Periodic Reporting for period 4 - EVOLHGT (Selective Barriers to Horizontal Gene Transfer)
Reporting period: 2019-10-01 to 2020-05-31
We have identified, by introducing genes from Salmonella to Escherichia coli, a number of important factors that act as selective barriers to horizontal gene transfer. The most important factors were gene dosage sensitivity, protein disordered regions and the growth environments. In the first instance we were able to show that genes sensitive to expression imbalances showed significant deleterious effects upon transfer and those insensitive to imbalances in expression were either neutral or only mildly deleterious.
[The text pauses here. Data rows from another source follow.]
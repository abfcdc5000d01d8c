//! Transport abstraction for the fleet API.
//!
//! A transport delivers one POST per call and hands back the raw response.
//! Implementations may use HTTP or anything else; the in-memory coordinator
//! used in tests is one as well.

use async_trait::async_trait;
use bytes::Bytes;

use crate::error::{Result, SyncError};
use crate::messages::{decode, encode, FleetRequest};

/// Media type of every request and response body.
pub const CONTENT_TYPE: &str = "application/cbor";

/// A raw response as received from the server.
#[derive(Debug, Clone, PartialEq, Eq)]
pub struct TransportResponse {
    pub status: u16,
    pub content_type: Option<String>,
    pub body: Bytes,
}

impl TransportResponse {
    /// A 200 response carrying a CBOR body.
    pub fn ok(body: Bytes) -> Self {
        Self {
            status: 200,
            content_type: Some(CONTENT_TYPE.to_string()),
            body,
        }
    }

    /// An empty response with the given status.
    pub fn status(status: u16) -> Self {
        Self {
            status,
            content_type: None,
            body: Bytes::new(),
        }
    }

    /// Check status and content type, then decode the body.
    pub fn into_response<T: serde::de::DeserializeOwned>(self) -> Result<T> {
        if self.status != 200 {
            return Err(SyncError::UnexpectedStatus(self.status));
        }
        match self.content_type.as_deref() {
            Some(ct) if is_cbor(ct) => decode(&self.body),
            _ => Err(SyncError::UnexpectedContentType(self.content_type)),
        }
    }
}

/// Whether a content-type header names CBOR, ignoring parameters.
pub fn is_cbor(content_type: &str) -> bool {
    content_type
        .split(';')
        .next()
        .map(|media| media.trim().eq_ignore_ascii_case(CONTENT_TYPE))
        .unwrap_or(false)
}

/// Transport trait for posting fleet requests.
///
/// Implementations must be thread-safe (Send + Sync).
#[async_trait]
pub trait Transport: Send + Sync {
    /// POST `body` to `path` and return whatever came back.
    ///
    /// An `Err` means no response was received at all.
    async fn post(&self, path: &str, body: Bytes) -> Result<TransportResponse>;
}

/// Encode `request`, post it to its path, and decode the typed response.
pub async fn call<R: FleetRequest>(transport: &dyn Transport, request: &R) -> Result<R::Response> {
    let body = encode(request)?;
    transport.post(R::PATH, body).await?.into_response()
}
Secondly, we discovered that genes with more protein disordered regions were more likely to be deleterious. This results is interesting, as to our knowledge, this had never been suggested or demonstrated. However, it is still unclear why this might be. One suggestion, is that these disordered regions give give rise to miss-folding of proteins that then become toxic in the cell, although this has yet to be demonstrated. Lastly we endeavoured to understand the role of the environment in determining fitness effects of newly transferred genes, one aspect that might effect fitness but can not be detected bioinformatically but only through direct experiments. We were able to show that a gene's fitness effect upon transfer is significantly dependent on the environment. Interestingly the most volatile genes (i.e. those showing the largest changes in fitness between environments) where genes of intermediate fitness effects, with those at the extremes being less effected by the environment. In addition, we failed to find any effect of some commonly proposed genic properties, e.g. codon usage, gene function, and divergence. Our ability to test these hypotheses was the result of a fast high throughput protocol that was able to measure very small fitness effects (s ~ 0.00001) which was previously not possible experimentally. With this approach the possibility of measure thousands of genes or transfers between many species is now possible.
This research has important implications for understanding the spread of antibiotic resistance and pathogenicity factors that have an important impact on public health, agriculture, and our economy.